The AFF4 scaffold binds human P-TEFb adjacent to HIV Tat
Ursula Schulze-Gahmen,
Heather Upton,
Andrew Birnberg,
Katherine Bao,
Seemay Chou,
Nevan J Krogan,
Qiang Zhou,
Tom Alber
Affiliations
Ursula Schulze-Gahmen
Department of Molecular and Cell Biology, University of California, Berkeley, Berkeley, United States
Heather Upton
Department of Molecular and Cell Biology, University of California, Berkeley, Berkeley, United States
Andrew Birnberg
Department of Molecular and Cell Biology, University of California, Berkeley, Berkeley, United States
Katherine Bao
Department of Molecular and Cell Biology, University of California, Berkeley, Berkeley, United States
Seemay Chou
Department of Molecular and Cell Biology, University of California, Berkeley, Berkeley, United States
Nevan J Krogan
Department of Cellular and Molecular Pharmacology, University of California, San Francisco, San Francisco, United States; California Institute for Quantitative Biosciences, QB3, Berkeley, United States; J David Gladstone Institutes, San Francisco, United States
Qiang Zhou
Department of Molecular and Cell Biology, University of California, Berkeley, Berkeley, United States
Tom Alber
Department of Molecular and Cell Biology, University of California, Berkeley, Berkeley, United States; California Institute for Quantitative Biosciences, QB3, Berkeley, United States
Human positive transcription elongation factor b (P-TEFb) phosphorylates RNA polymerase II and regulatory proteins to trigger elongation of many gene transcripts.

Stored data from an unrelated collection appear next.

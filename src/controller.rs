use std::fmt;

use chrono::Local;

use crate::error::{Result, TaskListError};
use crate::models::{Change, Draft, EditBuffer, StatusFilter, Task, TaskId, TaskStatus};

type Listener = Box<dyn FnMut(&Change)>;

/// Owns the task sequence, the single edit buffer and the active filter.
///
/// One instance per session; the presentation layer borrows it mutably and
/// reads back the derived view through [`TaskListController::visible_tasks`].
pub struct TaskListController {
    tasks: Vec<Task>,
    next_id: u64,
    edit: Option<EditBuffer>,
    draft: Draft,
    filter: StatusFilter,
    listeners: Vec<Listener>,
}

impl Default for TaskListController {
    fn default() -> Self {
        Self::new()
    }
}

impl fmt::Debug for TaskListController {
    fn fmt(&self, f: &mut fmt::Formatter<'_>) -> fmt::Result {
        f.debug_struct("TaskListController")
            .field("tasks", &self.tasks)
            .field("edit", &self.edit)
            .field("draft", &self.draft)
            .field("filter", &self.filter)
            .field("listeners", &self.listeners.len())
            .finish()
    }
}

impl TaskListController {
    pub fn new() -> Self {
        Self::with_filter(StatusFilter::All)
    }

    pub fn with_filter(filter: StatusFilter) -> Self {
        TaskListController {
            tasks: Vec::new(),
            next_id: 1,
            edit: None,
            draft: Draft::default(),
            filter,
            listeners: Vec::new(),
        }
    }

    /// Register a callback invoked after every successful mutation.
    pub fn subscribe<F>(&mut self, listener: F)
    where
        F: FnMut(&Change) + 'static,
    {
        self.listeners.push(Box::new(listener));
    }

    fn emit(&mut self, change: Change) {
        log::debug!("task list change: {:?}", change);
        for listener in self.listeners.iter_mut() {
            listener(&change);
        }
    }

    fn check_index(&self, index: usize) -> Result<()> {
        if index < self.tasks.len() {
            Ok(())
        } else {
            Err(TaskListError::IndexOutOfRange {
                index,
                len: self.tasks.len(),
            })
        }
    }

    pub fn tasks(&self) -> &[Task] {
        &self.tasks
    }

    pub fn len(&self) -> usize {
        self.tasks.len()
    }

    pub fn is_empty(&self) -> bool {
        self.tasks.is_empty()
    }

    pub fn get(&self, index: usize) -> Option<&Task> {
        self.tasks.get(index)
    }

    pub fn position(&self, id: TaskId) -> Option<usize> {
        self.tasks.iter().position(|t| t.id == id)
    }

    pub fn filter(&self) -> StatusFilter {
        self.filter
    }

    pub fn edit_buffer(&self) -> Option<&EditBuffer> {
        self.edit.as_ref()
    }

    pub fn is_editing(&self, index: usize) -> bool {
        matches!(&self.edit, Some(buf) if buf.target_index == index)
    }

    pub fn draft(&self) -> &Draft {
        &self.draft
    }

    pub fn set_draft_name(&mut self, text: impl Into<String>) {
        self.draft.name = text.into();
    }

    pub fn set_draft_description(&mut self, text: impl Into<String>) {
        self.draft.description = text.into();
    }

    /// Append a new open task. Rejects names that are blank after trimming;
    /// on success the pending draft is cleared.
    pub fn add_task(&mut self, name: &str, description: &str) -> Result<TaskId> {
        if name.trim().is_empty() {
            log::info!("rejected task with empty name");
            return Err(TaskListError::Validation);
        }

        let id = TaskId(self.next_id);
        self.next_id += 1;
        self.tasks.push(Task {
            id,
            name: name.to_string(),
            description: description.to_string(),
            completed: false,
            created_at: Local::now(),
        });
        self.draft.clear();

        let index = self.tasks.len() - 1;
        self.emit(Change::Added { id, index });
        Ok(id)
    }

    /// Add a task from the draft fields. The draft survives a rejected add.
    pub fn submit_draft(&mut self) -> Result<TaskId> {
        let Draft { name, description } = self.draft.clone();
        self.add_task(&name, &description)
    }

    /// Enter edit mode for `index`, replacing any edit already in progress.
    pub fn begin_edit(&mut self, index: usize) -> Result<()> {
        self.check_index(index)?;
        let task = &self.tasks[index];
        if let Some(prev) = &self.edit {
            if prev.target_index != index {
                log::debug!("discarding edit of task {} for task {}", prev.target_index, index);
            }
        }
        self.edit = Some(EditBuffer {
            target_index: index,
            staged_name: task.name.clone(),
            staged_description: task.description.clone(),
        });
        self.emit(Change::EditStarted { index });
        Ok(())
    }

    pub fn update_staged_name(&mut self, text: impl Into<String>) -> Result<()> {
        let buf = self.edit.as_mut().ok_or(TaskListError::NoActiveEdit)?;
        buf.staged_name = text.into();
        Ok(())
    }

    pub fn update_staged_description(&mut self, text: impl Into<String>) -> Result<()> {
        let buf = self.edit.as_mut().ok_or(TaskListError::NoActiveEdit)?;
        buf.staged_description = text.into();
        Ok(())
    }

    /// Commit the staged fields onto the target task. `completed` is left
    /// alone. A blank staged name keeps the edit open and fails validation.
    pub fn save_edit(&mut self) -> Result<TaskId> {
        let buf = self.edit.take().ok_or(TaskListError::NoActiveEdit)?;
        let index = buf.target_index;
        if buf.staged_name.trim().is_empty() {
            self.edit = Some(buf);
            return Err(TaskListError::Validation);
        }
        // Delete keeps target_index in bounds, so a miss here is a bug.
        if let Err(err) = self.check_index(index) {
            self.edit = Some(buf);
            return Err(err);
        }

        let task = &mut self.tasks[index];
        task.name = buf.staged_name;
        task.description = buf.staged_description;
        let id = task.id;

        self.emit(Change::Edited { id, index });
        Ok(id)
    }

    /// Drop the edit buffer without committing. Returns false if idle.
    pub fn cancel_edit(&mut self) -> bool {
        match self.edit.take() {
            Some(buf) => {
                self.emit(Change::EditCancelled {
                    index: buf.target_index,
                });
                true
            }
            None => false,
        }
    }

    /// Set completion for the task with `id`. An id that no longer exists is
    /// ignored and reported as `false`.
    pub fn set_status(&mut self, id: TaskId, status: TaskStatus) -> bool {
        let Some(task) = self.tasks.iter_mut().find(|t| t.id == id) else {
            log::debug!("status change for missing task {}", id);
            return false;
        };
        let completed = status == TaskStatus::Completed;
        task.completed = completed;
        self.emit(Change::StatusChanged { id, completed });
        true
    }

    pub fn set_status_by_name(&mut self, id: TaskId, status: &str) -> Result<bool> {
        let status: TaskStatus = status.parse()?;
        Ok(self.set_status(id, status))
    }

    pub fn toggle_status(&mut self, id: TaskId) -> bool {
        let status = match self.tasks.iter().find(|t| t.id == id) {
            Some(task) if task.completed => TaskStatus::NotCompleted,
            Some(_) => TaskStatus::Completed,
            None => return false,
        };
        self.set_status(id, status)
    }

    pub fn set_filter(&mut self, filter: StatusFilter) {
        self.filter = filter;
        self.emit(Change::FilterChanged(filter));
    }

    /// Parse and apply a filter; an unknown value leaves the current filter.
    pub fn set_filter_str(&mut self, filter: &str) -> Result<()> {
        let filter: StatusFilter = filter.parse()?;
        self.set_filter(filter);
        Ok(())
    }

    /// Remove the task at `index`. Keeps the edit buffer pointing at the same
    /// task, or cancels it when its target is the one removed.
    pub fn delete_task(&mut self, index: usize) -> Result<Task> {
        self.check_index(index)?;
        let removed = self.tasks.remove(index);

        let mut cancelled = None;
        if let Some(buf) = self.edit.as_mut() {
            if buf.target_index == index {
                cancelled = Some(index);
            } else if index < buf.target_index {
                buf.target_index -= 1;
            }
        }
        if cancelled.is_some() {
            self.edit = None;
        }

        self.emit(Change::Deleted {
            id: removed.id,
            index,
        });
        if let Some(index) = cancelled {
            self.emit(Change::EditCancelled { index });
        }
        Ok(removed)
    }

    /// Tasks passing the active filter, in sequence order.
    pub fn visible_tasks(&self) -> Vec<&Task> {
        self.visible_indexed().map(|(_, task)| task).collect()
    }

    /// Visible tasks paired with their index in the full sequence.
    pub fn visible_indexed(&self) -> impl Iterator<Item = (usize, &Task)> + '_ {
        let filter = self.filter;
        self.tasks
            .iter()
            .enumerate()
            .filter(move |(_, task)| filter.matches(task))
    }
}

The HIV-1 Tat protein selectively recruits P-TEFb as part of a super elongation complex (SEC) organized on a flexible AFF1 or AFF4 scaffold. To understand this specificity and determine if scaffold binding alters P-TEFb conformation, we determined the structure of a tripartite complex containing the recognition regions of P-TEFb and AFF4. AFF4 meanders over the surface of the P-TEFb cyclin T1 (CycT1) subunit but makes no stable contacts with the CDK9 kinase subunit. Interface mutations reduced CycT1 binding and AFF4-dependent transcription. AFF4 is positioned to make unexpected direct contacts with HIV Tat, and Tat enhances P-TEFb affinity for AFF4. These studies define the mechanism of scaffold recognition by P-TEFb and reveal an unanticipated intersubunit pocket on the AFF4 SEC that potentially represents a target for therapeutic intervention against HIV/AIDS.